La stupeur, c'est un Cri, une déchirure dans L Histoire, un appel au secours, une culpabilité dévorante mais aussi l'attente de l'espoir incarné par Iréna, une jeune femme catholique ukrainienne.
Iréna nous renvoie me semble -t-il sans équivoque à Saint -Irénée dont la mission était de transmettre la règle de foi qu'il avait reçue : un seul Dieu, notre origine, un seul sauveur, le Christ, un seul salut, notre espérance pour tous.
Iréna est une femme qui porte en elle l'universalité de beaucoup de femmes, mariée à un homme qui l'a brutalise , la viole, en en faisant sa " chose sexuelle", c'était la vie de beaucoup de femmes alors.
Iréna vit comme tant d'autres dans un petit village ukrainien à côté de juifs qui sont principalement des épiciers, Par simple méconnaissance de l'autre, les villageois les haïssent, surtout les hommes.
Le point culminant se fait jour , lors de l'occupation allemande, on leur fait creuser une fosse puis on les assassinent sans autre forme de procès.
Iréna y assiste, impuissante, dans une peur constante qui la paralyse.
Puis, c'est le déclic, elle décide de partir, pour fuir son mari et les fantômes des Juifs assassinés dont elle se reproche de ne pas les avoir secourus.
Elle fuit au départ sans but, puis son errance prend des allures mystiques, elle devient une espèce " de prophète" sous l'apparence de Saint Jean-Baptiste , elle va d'auberge en auberge expliquer que Dieu était juif et que l'on a commis un grand Mal en laissant assassiner les Juifs.

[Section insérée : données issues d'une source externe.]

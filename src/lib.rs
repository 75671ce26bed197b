//! quicklaunch: a keyboard-driven launcher over open tabs, browsing history
//! and bookmarks.
//!
//! The ranking engine lives in the `quicklaunch-search` crate. This crate
//! wires it to the browser:
//!
//! - **Host**: request/response transport to the privileged side that owns
//!   tabs, history and bookmarks ([`host`])
//! - **Overlay**: show/hide/focus lifecycle and the toggle shortcut ([`overlay`])
//! - **Config**: one TOML file for engine, host and overlay settings ([`config`])
//! - **Query loop**: line-in, JSON-out driver for a session ([`query_loop`])

pub mod config;
pub mod error;
pub mod host;
pub mod overlay;
pub mod query_loop;

use std::sync::Arc;

pub use config::LauncherConfig;
pub use error::{LauncherError, Result};
pub use quicklaunch_search as search;

use quicklaunch_search::{BrowserApi, SearchSession};

/// Build a search session over the standard sources, reaching the browser
/// through `browser`.
///
/// # Errors
///
/// Returns an error if the search configuration is invalid.
pub fn launcher_session(
    browser: Arc<dyn BrowserApi>,
    config: &LauncherConfig,
) -> Result<SearchSession> {
    let sources = quicklaunch_search::default_sources(browser, &config.search)?;
    Ok(SearchSession::from_config(sources, &config.search))
}
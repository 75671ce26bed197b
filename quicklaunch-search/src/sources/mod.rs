//! Source adapter implementations over a [`BrowserApi`](crate::BrowserApi).

pub mod bookmarks;
pub mod history;
pub mod search_pages;
pub mod tabs;

pub use bookmarks::BookmarkSource;
pub use history::HistorySource;
pub use search_pages::is_search_engine_url;
pub use tabs::TabSource;

use std::sync::Arc;

use crate::browser::BrowserApi;
use crate::types::SelectAction;

/// Provider titles are often empty; fall back to the URL.
fn display_title(title: String, url: &str) -> String {
    if title.is_empty() {
        url.to_string()
    } else {
        title
    }
}

fn open_url_action(browser: &Arc<dyn BrowserApi>, url: &str) -> SelectAction {
    let browser = Arc::clone(browser);
    let url = url.to_string();
    SelectAction::new(move || {
        let browser = Arc::clone(&browser);
        let url = url.clone();
        async move { browser.open_url(&url).await }
    })
}
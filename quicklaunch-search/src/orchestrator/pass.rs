//! One aggregation pass: concurrent fan-out, merge, dedup, rank.
//!
//! Every source is queried concurrently on the current task. A failing
//! source (an error or a panic inside its `search`) is logged and
//! contributes nothing; the pass still settles with whatever the other
//! sources returned. No per-source timeout is applied, so a source that
//! never answers holds the pass open.

use std::any::Any;
use std::panic::AssertUnwindSafe;
use std::sync::Arc;

use futures::FutureExt;

use crate::error::{Result, SearchError};
use crate::source::SourceAdapter;
use crate::types::{SearchResult, SourceKind};

use super::dedup::deduplicate;

/// A source that failed during a pass.
#[derive(Debug, Clone)]
pub struct SourceFailure {
    pub kind: SourceKind,
    pub error: SearchError,
}

/// The settled outcome of one pass.
#[derive(Debug, Clone, Default)]
pub struct PassOutcome {
    /// Deduplicated results, highest score first.
    pub results: Vec<SearchResult>,
    /// Sources whose lookup failed, in source order.
    pub failures: Vec<SourceFailure>,
}

/// Run one pass of `query` against every source.
///
/// # Pipeline
///
/// 1. Fan out `search(query)` to all sources with [`futures::future::join_all`]
/// 2. Log per-source errors at warn level; keep successful result lists.
///    A source that panics is recorded as [`SearchError::Orchestration`].
/// 3. Concatenate, deduplicate by URL, sort by score descending
pub async fn run_pass(sources: &[Arc<dyn SourceAdapter>], query: &str) -> PassOutcome {
    tracing::trace!(query, sources = sources.len(), "starting pass");

    let futures: Vec<_> = sources
        .iter()
        .map(|source| async move {
            let kind = source.kind();
            let outcome = AssertUnwindSafe(source.search(query))
                .catch_unwind()
                .await
                .unwrap_or_else(|payload| {
                    Err(SearchError::Orchestration(panic_message(payload.as_ref())))
                });
            (kind, outcome)
        })
        .collect();

    let outcomes = futures::future::join_all(futures).await;

    let mut all_results: Vec<SearchResult> = Vec::new();
    let mut failures: Vec<SourceFailure> = Vec::new();

    for (kind, outcome) in outcomes {
        match outcome {
            Ok(source_results) => {
                tracing::debug!(source = %kind, count = source_results.len(), "source returned results");
                all_results.extend(source_results);
            }
            Err(error) => {
                tracing::warn!(source = %kind, error = %error, "source search failed");
                failures.push(SourceFailure { kind, error });
            }
        }
    }

    PassOutcome {
        results: merge_and_rank(all_results),
        failures,
    }
}

/// Run a pass, converting a panic outside the per-source isolation
/// (merging, ranking) into an error.
///
/// # Errors
///
/// Returns [`SearchError::Orchestration`] if the pass panicked.
pub async fn run_pass_isolated(
    sources: &[Arc<dyn SourceAdapter>],
    query: &str,
) -> Result<PassOutcome> {
    AssertUnwindSafe(run_pass(sources, query))
        .catch_unwind()
        .await
        .map_err(|payload| SearchError::Orchestration(panic_message(payload.as_ref())))
}

fn panic_message(payload: &(dyn Any + Send)) -> String {
    payload
        .downcast_ref::<&str>()
        .map(|s| (*s).to_string())
        .or_else(|| payload.downcast_ref::<String>().cloned())
        .unwrap_or_else(|| "panicked".to_string())
}

/// Deduplicate and sort merged results, highest score first.
///
/// The sort is stable, so equal scores keep their merge order.
pub fn merge_and_rank(results: Vec<SearchResult>) -> Vec<SearchResult> {
    let mut ranked = deduplicate(results);
    ranked.sort_by(|a, b| {
        b.score
            .partial_cmp(&a.score)
            .unwrap_or(std::cmp::Ordering::Equal)
    });
    ranked
}
//! Trait definition for pluggable result sources.
//!
//! Each source (tabs, history, bookmarks) implements [`SourceAdapter`] to
//! provide a uniform interface the aggregation engine can fan out to.

use async_trait::async_trait;

use crate::error::Result;
use crate::types::{SearchResult, SourceKind};

/// A pluggable source of search results.
///
/// Implementors wrap one external lookup and map its items into scored
/// [`SearchResult`] values. Every implementation must:
///
/// - return an empty list for a blank or whitespace-only query without
///   performing any lookup
/// - otherwise perform exactly one lookup per call
/// - tag every result with [`SourceAdapter::kind`]
/// - clamp every score into `[0, 1]`
/// - propagate lookup failures instead of swallowing them
///
/// The order of the returned list carries no meaning.
#[async_trait]
pub trait SourceAdapter: Send + Sync {
    /// Which [`SourceKind`] this adapter produces.
    fn kind(&self) -> SourceKind;

    /// Search this source for `query`.
    ///
    /// # Errors
    ///
    /// Returns the lookup's error unchanged, typically
    /// [`crate::SearchError::Lookup`].
    async fn search(&self, query: &str) -> Result<Vec<SearchResult>>;
}
//! Debounced, superseding search session.
//!
//! A [`SearchSession`] turns a stream of query edits into at most one
//! pass per quiet period and publishes `{results, is_loading}` through a
//! [`tokio::sync::watch`] channel.
//!
//! # State Machine
//!
//! ```text
//!            non-blank query           timer fires
//! ┌──────┐ ─────────────────► ┌────────────┐ ─────────► ┌───────────┐
//! │ Idle │                    │ Debouncing │            │ Searching │
//! └──▲───┘ ◄───────────────── └─────▲──────┘            └─────┬─────┘
//!    │        blank query           │ query edit              │ all sources
//!    │        (from any state)      └─────────────────────────┤ settled
//!    │                                                  ┌─────▼─────┐
//!    └──────────────────────────────────────────────────┤  Settled  │
//!                                                       └───────────┘
//! ```
//!
//! Every query edit bumps a generation counter stored alongside the
//! state. A pass remembers the generation it was started for and only
//! publishes when that generation is still current. Edits cancel a
//! pending debounce timer outright; a pass already in flight runs to
//! completion and its outcome is dropped.

use std::sync::Arc;
use std::time::Duration;

use tokio::sync::watch;
use tokio::task::JoinHandle;

use crate::config::SearchConfig;
use crate::source::SourceAdapter;
use crate::types::SearchResult;

use super::pass::run_pass_isolated;

/// Where the session is in its query lifecycle.
#[derive(Debug, Clone, Copy, Default, PartialEq, Eq)]
pub enum SearchPhase {
    /// No query; results are empty.
    #[default]
    Idle,
    /// Waiting for the debounce window to elapse.
    Debouncing,
    /// A pass is in flight.
    Searching,
    /// The latest pass has settled.
    Settled,
}

/// The observable state exposed to the presentation layer.
#[derive(Debug, Clone, Default)]
pub struct SearchState {
    /// The most recent query passed to [`SearchSession::set_query`].
    pub query: String,
    /// Ranked results of the latest settled pass.
    pub results: Vec<SearchResult>,
    /// Whether a pass for the current query is in flight.
    pub is_loading: bool,
    /// Current lifecycle phase.
    pub phase: SearchPhase,
    generation: u64,
}

impl SearchState {
    /// Identity of the latest query edit. Increases on every edit.
    pub fn generation(&self) -> u64 {
        self.generation
    }
}

/// Options for a [`SearchSession`].
#[derive(Debug, Clone, Copy, PartialEq, Eq)]
pub struct SearchOptions {
    /// Quiet period after the last edit before a pass starts.
    pub debounce: Duration,
}

impl Default for SearchOptions {
    fn default() -> Self {
        Self {
            debounce: Duration::from_millis(150),
        }
    }
}

impl From<&SearchConfig> for SearchOptions {
    fn from(config: &SearchConfig) -> Self {
        Self {
            debounce: config.debounce(),
        }
    }
}

/// Aggregates a set of sources behind a debounced query input.
///
/// Methods that start a debounce timer must be called from within a
/// Tokio runtime.
pub struct SearchSession {
    sources: Arc<[Arc<dyn SourceAdapter>]>,
    debounce: Duration,
    state: Arc<watch::Sender<SearchState>>,
    timer: Option<JoinHandle<()>>,
}

impl SearchSession {
    /// Create an idle session over `sources`.
    pub fn new(sources: Vec<Arc<dyn SourceAdapter>>, options: SearchOptions) -> Self {
        let (state, _) = watch::channel(SearchState::default());
        Self {
            sources: sources.into(),
            debounce: options.debounce,
            state: Arc::new(state),
            timer: None,
        }
    }

    /// Create an idle session using the debounce window from `config`.
    pub fn from_config(sources: Vec<Arc<dyn SourceAdapter>>, config: &SearchConfig) -> Self {
        Self::new(sources, SearchOptions::from(config))
    }

    /// Subscribe to state changes.
    pub fn subscribe(&self) -> watch::Receiver<SearchState> {
        self.state.subscribe()
    }

    /// A copy of the current state.
    pub fn snapshot(&self) -> SearchState {
        self.state.borrow().clone()
    }

    /// Replace the source set. Passes already started keep the old set.
    pub fn set_sources(&mut self, sources: Vec<Arc<dyn SourceAdapter>>) {
        self.sources = sources.into();
    }

    /// Feed a new query value.
    ///
    /// A blank query clears results immediately and queries nothing.
    /// Anything else (re)starts the debounce timer; when it fires, the
    /// query fans out to every source.
    pub fn set_query(&mut self, query: impl Into<String>) {
        let query = query.into();
        self.cancel_timer();

        let blank = query.trim().is_empty();
        let mut generation = 0;
        self.state.send_modify(|state| {
            state.generation += 1;
            generation = state.generation;
            state.query.clone_from(&query);
            if blank {
                state.results.clear();
                state.is_loading = false;
                state.phase = SearchPhase::Idle;
            } else {
                state.phase = SearchPhase::Debouncing;
            }
        });

        if blank {
            tracing::trace!(generation, "query cleared");
            return;
        }

        let state = Arc::clone(&self.state);
        let sources = Arc::clone(&self.sources);
        let debounce = self.debounce;
        self.timer = Some(tokio::spawn(async move {
            tokio::time::sleep(debounce).await;

            let started = state.send_if_modified(|s| {
                if s.generation != generation {
                    return false;
                }
                s.phase = SearchPhase::Searching;
                s.is_loading = true;
                true
            });
            if started {
                // Detached: a later edit must not cancel lookups in flight.
                tokio::spawn(settle_pass(state, sources, query, generation));
            }
        }));
    }

    /// Stop the session: cancel a pending timer, orphan any pass in flight
    /// and discard the current results.
    pub fn close(&mut self) {
        self.cancel_timer();
        self.state.send_modify(|state| {
            state.generation += 1;
            state.results.clear();
            state.is_loading = false;
            state.phase = SearchPhase::Idle;
        });
    }

    fn cancel_timer(&mut self) {
        if let Some(timer) = self.timer.take() {
            timer.abort();
        }
    }
}

impl Drop for SearchSession {
    fn drop(&mut self) {
        self.close();
    }
}

async fn settle_pass(
    state: Arc<watch::Sender<SearchState>>,
    sources: Arc<[Arc<dyn SourceAdapter>]>,
    query: String,
    generation: u64,
) {
    let results = match run_pass_isolated(&sources, &query).await {
        Ok(outcome) => outcome.results,
        Err(err) => {
            tracing::error!(error = %err, "unexpected search failure");
            Vec::new()
        }
    };

    let applied = state.send_if_modified(|s| {
        if s.generation != generation {
            return false;
        }
        s.results = results;
        s.is_loading = false;
        s.phase = SearchPhase::Settled;
        true
    });
    if !applied {
        tracing::debug!(generation, "discarding superseded pass");
    }
}
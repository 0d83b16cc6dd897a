//! # Cumulus - In-Memory Cluster Metric Store
//!
//! Cumulus is an in-memory, hierarchical time-series store for HPC
//! cluster monitoring. Compute nodes push line-protocol samples at a
//! high rate; queries read ranges back with spatial aggregation and
//! plot-friendly downsampling; periodic checkpoints bound the damage a
//! restart can do.
//!
//! ## Quick Start
//!
//! ```rust
//! use std::collections::HashMap;
//! use cumulus::{selector_from_path, MemoryStore, MetricSpec, Sample};
//!
//! let mut catalog = HashMap::new();
//! catalog.insert("cpu_load".to_string(), MetricSpec { frequency: 10, aggregation: Default::default() });
//! let store = MemoryStore::new(&catalog)?;
//!
//! let path = ["alex".to_string(), "a0603".to_string()];
//! store.write(&path, &[Sample::new("cpu_load", 0.5, 1000)])?;
//!
//! let result = store.read(&selector_from_path(["alex", "a0603"]), "cpu_load", 1000, 1010, 0)?;
//! assert_eq!(result.data, vec![0.5]);
//! # Ok::<(), cumulus::StoreError>(())
//! ```
//!
//! ## Architecture
//!
//! - **Level tree**: cluster → host → subcomponent hierarchy, one
//!   read-write lock per level, grown lazily by writes.
//! - **Buffer chains**: fixed-capacity time-aligned sample runs, linked
//!   chronologically, backed by a capped storage pool.
//! - **Ingest**: line-protocol decoding with cached level resolution,
//!   fed over HTTP or NATS.
//! - **Persistence**: periodic per-host snapshots (JSON or compact
//!   binary) with an optional append-only tail between them.
//! - **Lifecycle**: retention sweeps plus forced eviction under a
//!   configured memory cap.

pub mod archive;
pub mod checkpoint;
pub mod config;
pub mod decoder;
pub mod error;
pub mod lifecycle;
pub mod model;
pub mod nats;
pub mod resample;
pub mod server;
pub mod store;
pub mod util;

// Re-export the main public API
pub use crate::config::{CleanupMode, Config, FileFormat};
pub use crate::error::{Result, StoreError};
pub use crate::model::{
    selector_from_path, AggregationStrategy, MetricConfig, MetricSpec, Sample, Selector,
    SelectorElement, BUFFER_CAP,
};
pub use crate::store::{HealthCheck, HealthStatus, MemoryStore, ReadResult};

Une grande et belle sororité se dégage de ce roman, les femmes la comprennent, l'écoutent, la secourent tandis que les hommes l' insultent, la maltraitent.
Ce roman a aussi une allure de fin du monde, le typhus envahit les villages et tue chaque jour.
Es-t-on arrivé au jour du Jugement dernier ?

Un dernier roman qui reste un espoir, une lueur dans un monde brutal et violent.
C'est peut-être le message humaniste d'Aharon Appelfeld.?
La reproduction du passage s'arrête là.